Speaker
Description
Fixed-bias multi-needle Langmuir probes consisting of several cylindrical probes biased to different potentials can be used to measure plasma parameters on satellite without the need of sweeping bias voltages. Compared to a single Langmuir probe for which voltage is varied periodically in time, fixed bias probes enable measurement with a significantly higher sampling rate and, owing to the high orbital speed of satellites, a much higher spatial resolution when used to diagnose space plasma. The inference of plasma parameters from needle probes is typically based on the Orbit Motion Limit theory (OML) which assumes an infinitely long cylindrical probe, and the absence of nearby objects. These assumptions are rarely satisfied in an actual experimental setup. In this study, three-dimensional kinetic simulations are used to compute currents collected by needle probes on the Norsat-1 satellite, and create a synthetic data set, or solution library. This is then used to construct regression models to infer plasma densities and satellite floating potentials from four-tuples of collected currents.
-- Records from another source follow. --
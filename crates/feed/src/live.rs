//! Live feed state
//!
//! [`LiveFeed`] sits between a stream transport and the index. The transport
//! reports three things and the feed reacts:
//!
//! | Transport signal | Feed reaction                                      |
//! |------------------|----------------------------------------------------|
//! | opened           | mark connected, clear error, reload history        |
//! | event            | decode `span` events and ingest; ignore the rest   |
//! | error / closed   | mark disconnected, surface a retrying message      |
//!
//! The reload on open completes before `on_open` returns, so a transport
//! that handles events on the same thread never interleaves live records
//! with the bulk load.

use crate::sse::SseEvent;
use parking_lot::RwLock;
use spanscope_core::{HistorySource, Span};
use spanscope_index::SpanIndex;
use std::sync::atomic::{AtomicU64, Ordering};
use std::sync::Arc;

/// Event name carrying span records
pub const SPAN_EVENT: &str = "span";

/// Message surfaced while the stream is down
pub const CONNECTION_LOST: &str = "Connection lost. Retrying...";

/// Connection state visible to the presentation layer
#[derive(Debug, Clone, Default, PartialEq, Eq)]
pub struct FeedStatus {
    /// Stream is open
    pub connected: bool,
    /// Last connection problem, cleared on reconnect
    pub error: Option<String>,
    /// Live events dropped because they failed to decode
    pub skipped: u64,
}

/// What happened to one stream event
#[derive(Debug, Clone, Copy, PartialEq, Eq)]
pub enum EventOutcome {
    /// Decoded and ingested
    Ingested,
    /// Not a span event
    Ignored,
    /// A span event whose payload failed to decode
    Skipped,
}

/// Glue between a live stream and a [`SpanIndex`]
#[derive(Debug)]
pub struct LiveFeed {
    index: Arc<SpanIndex>,
    state: RwLock<(bool, Option<String>)>,
    skipped: AtomicU64,
}

impl LiveFeed {
    /// Feed records into `index`
    pub fn new(index: Arc<SpanIndex>) -> Self {
        Self {
            index,
            state: RwLock::new((false, None)),
            skipped: AtomicU64::new(0),
        }
    }

    /// Index this feed writes to
    pub fn index(&self) -> &Arc<SpanIndex> {
        &self.index
    }

    /// Stream opened: bootstrap from `history`, replacing current contents
    ///
    /// Returns the number of historical records loaded. A failed fetch keeps
    /// the current index and returns 0.
    pub fn on_open(&self, history: &dyn HistorySource) -> usize {
        *self.state.write() = (true, None);
        tracing::info!(source = %history.describe(), "Live feed connected");
        self.index.reload(history)
    }

    /// One event from the stream
    pub fn on_event(&self, event: &SseEvent) -> EventOutcome {
        if event.event != SPAN_EVENT {
            tracing::trace!(event = %event.event, "Ignoring non-span event");
            return EventOutcome::Ignored;
        }

        match serde_json::from_str::<Span>(&event.data) {
            Ok(span) => {
                self.index.ingest(span);
                EventOutcome::Ingested
            }
            Err(e) => {
                self.skipped.fetch_add(1, Ordering::Relaxed);
                tracing::warn!(
                    id = event.id.as_deref().unwrap_or("-"),
                    error = %e,
                    "Skipping malformed live span"
                );
                EventOutcome::Skipped
            }
        }
    }

    /// A frame the transport could not read (e.g. not valid UTF-8)
    ///
    /// Counted and logged like a malformed payload; the stream stays open.
    pub fn on_unreadable(&self, reason: &dyn std::fmt::Display) -> EventOutcome {
        self.skipped.fetch_add(1, Ordering::Relaxed);
        tracing::warn!(error = %reason, "Skipping unreadable live event");
        EventOutcome::Skipped
    }

    /// Stream failed or closed; the transport will retry
    pub fn on_error(&self) {
        let mut state = self.state.write();
        if state.0 {
            tracing::warn!("Live feed connection lost");
        }
        *state = (false, Some(CONNECTION_LOST.to_string()));
    }

    /// Deliberate shutdown; no error is surfaced
    pub fn disconnect(&self) {
        *self.state.write() = (false, None);
        tracing::info!("Live feed disconnected");
    }

    /// Current connection state
    pub fn status(&self) -> FeedStatus {
        let (connected, error) = self.state.read().clone();
        FeedStatus {
            connected,
            error,
            skipped: self.skipped.load(Ordering::Relaxed),
        }
    }

    /// Whether the stream is open
    pub fn is_connected(&self) -> bool {
        self.state.read().0
    }
}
Two regression approaches are considered, consisting of radial basis functions (RBF) and deep learning neural networks. Regression results and OML results will be compared and assessed when the assumptions made in the OML theory are not fully satisfied. The use of regression techniques rather than purely analytic expressions is shown to lead to more accurate inference techniques for measuring plasma parameters in space, than those based on analytic approximations.